Apollo 11: The Hull Connection – When Moon Dust came to Hull

Apollo 11: The Hull Connection – by Geoffrey Collier

How often the involvement of Hull in historically significant events goes unnoticed elsewhere.  I was reminded of this by the recent fiftieth anniversary of the first humans landing on the moon.  At the time, the televising of the event filled a world-wide audience with an unprecedented shared sense of awe and wonder – and there was a memorable Hull postscript.

Considerable forethought and planning had been undertaken by NASA as to how best to investigate the samples of lunar material expected to be retrieved.  The scientific involvement of friendly nations was welcomed, and this included the participation of Professor G F J Garlick (Head of the Department of Physics) and his team at Hull.

John Garlick was a renowned solid-state physicist and his group was one of about 150 that received small samples (about one gram initially) for examination.  One of the properties of the ‘moon dust’ that he proposed to explore was the material’s reflectivity.  Our ability to see the moon from Earth stems from the reflectance of a small proportion of the sun’s light by material on the moon’s surface.

Professor Garlick’s interest in reflectivity included the possibility that the lunar material might reflect ‘light’ in the ultraviolet region of the spectrum.  However, he had no facilities in the Physics Department for studying diffuse reflectance spectra in the ultraviolet.  My laboratory, in the Department of Chemistry, did.

Thus it was that, In late 1969, as the Senior Experimental Officer for Spectroscopy in the Department of Chemistry at Hull, I was briefly entrusted with the powdered sample from the Apollo 11 mission.  The conditions on which NASA had supplied the material were extremely strict at that time.  Only non-destructive techniques were to be used and, after examination, the material was to be returned in its entirety, uncontaminated as supplied.  This placed a significant restriction on the analytical methods that might be applied.
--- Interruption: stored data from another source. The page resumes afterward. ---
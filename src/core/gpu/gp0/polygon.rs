// SPDX-License-Identifier: Apache-2.0
// Copyright 2025 itsakeyfut
//
// Licensed under the Apache License, Version 2.0 (the "License");
// you may not use this file except in compliance with the License.
// You may obtain a copy of the License at
//
//     http://www.apache.org/licenses/LICENSE-2.0
//
// Unless required by applicable law or agreed to in writing, software
// distributed under the License is distributed on an "AS IS" BASIS,
// WITHOUT WARRANTIES OR CONDITIONS OF ANY KIND, either express or implied.
// See the License for the specific language governing permissions and
// limitations under the License.

//! GP0 polygon commands (0x20-0x3F)

use super::super::primitives::{decode_position, Corner};
use super::super::GPU;
use super::PolygonArgs;

impl GPU {
    /// GP0(0x20-0x3F): Polygon
    ///
    /// Decodes 3 or 4 vertices and hands them to the primitive assembler.
    ///
    /// # Command Format
    ///
    /// ```text
    /// Flat:     Color+Command, Vertex1, [Tex1], Vertex2, [Tex2], Vertex3, [Tex3], ...
    /// Shaded:   Color1+Command, Vertex1, [Tex1], Color2, Vertex2, [Tex2], Color3, ...
    ///
    /// Tex1 bits 16-31: CLUT     Tex2 bits 16-31: texture page
    /// ```
    ///
    /// # Examples
    ///
    /// ```
    /// # use psx_gpu::core::GPU;
    /// let mut gpu = GPU::new();
    ///
    /// // Shaded triangle: red, green, blue corners
    /// gpu.write_gp0(0x300000FF);
    /// gpu.write_gp0(0x00000000);
    /// gpu.write_gp0(0x0000FF00);
    /// gpu.write_gp0(0x00000020);
    /// gpu.write_gp0(0x00FF0000);
    /// gpu.write_gp0(0x00200000);
    ///
    /// let colors: Vec<_> = gpu.render_list().iter().map(|v| (v.r, v.g, v.b)).collect();
    /// assert_eq!(colors, vec![(0xFF, 0, 0), (0, 0xFF, 0), (0, 0, 0xFF)]);
    /// ```
    pub(in crate::core::gpu) fn gp0_polygon(
        &mut self,
        args: PolygonArgs,
        argument: u32,
        arguments: &[u32],
    ) {
        let count = args.vertex_count();
        if arguments.len() < args.argument_count() {
            return;
        }

        let mut corners = [Corner::default(); 4];
        let mut next_color = argument;
        let mut words = arguments.iter().copied();

        for corner in corners.iter_mut().take(count) {
            let (x, y) = decode_position(words.next().unwrap_or_default());
            let texcoord = if args.textured() {
                words.next().unwrap_or_default()
            } else {
                0
            };

            *corner = Corner::new(x, y, next_color & 0x00FF_FFFF, texcoord);

            if args.shaded() {
                next_color = words.next().unwrap_or_default();
            }
        }

        log::debug!(
            "Polygon 0x{:02X}: {} vertices textured={} shaded={} semi={}",
            self.gp0.opcode(),
            count,
            args.textured(),
            args.shaded(),
            args.semi_transparent()
        );

        self.push_polygon(&corners[..count], args.textured());
    }
}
Sadly, and as might perhaps have been expected from its blackish appearance, the material, as supplied, reflected no measurable proportion of the uv radiation – effectively all of it was absorbed.  In normal circumstances the next step would have been to reduce the absorption by diluting and dispersing a finely ground portion of the sample in a suitable inert medium such as (white) magnesium oxide.  A reflectance spectrum of such a mixture might well have revealed those frequencies at which uv radiation was being selectively absorbed and, conversely, other frequency regions at which low levels of reflection from the original sample might be occurring.  The fact that such a procedure was absolutely forbidden was extremely frustrating.  The uv measurements therefore yielded no helpful information, nor were those later carried out on samples brought back by Apollo 12 any more fruitful.  The possibility that I might also have examined the material by infrared spectroscopy (my particular specialisation) was similarly precluded by the same aforementioned restrictions.  The lunar samples were to be treated with as much veneration as holy relics. 

Nevertheless, the presence of ‘moon dust’ in Hull certainly caught the imagination of the general public, many of whom queued patiently to have sight of these rather nondescript black granules when the material was briefly placed on general exhibition later in the year.  Not everyone was impressed, however.  Professor George Gray (of liquid crystal fame) commented that he had scraped more interesting looking stuff from the bottom of his pipe!

The Chemistry Department’s recording spectrophotometer, as used for measurements in the ultraviolent and visible regions of the spectrum in 1969. This picture shows the instrument as utilised for absorbance/transmittance measurements. For reflectance measurements (as on the lunar samples) the sample compartment (the penultimate module on the right) was replaced by an alternative unit with a slightly different external appearance.

About Geoffrey Collier

­Geoffrey Collier is a graduate of the University of London in Physics and Chemistry.  He is a Chartered Chemist and a Fellow of the Royal Society of Chemistry.  After three early appointments in industry he moved to the University of Durham, becoming Senior Experimental Officer for Chemical Spectroscopy.  In 1965 he was appointed to a similar post at Hull, where he contributed experimental data to numerous publications.  From 1982 he held the administrative role of Laboratory Manager.

In retirement he has pursued historical interests, graduating from Hull with an MA in History in 2012.  He became founder-chairman of the Swanland Heritage Centre the following year.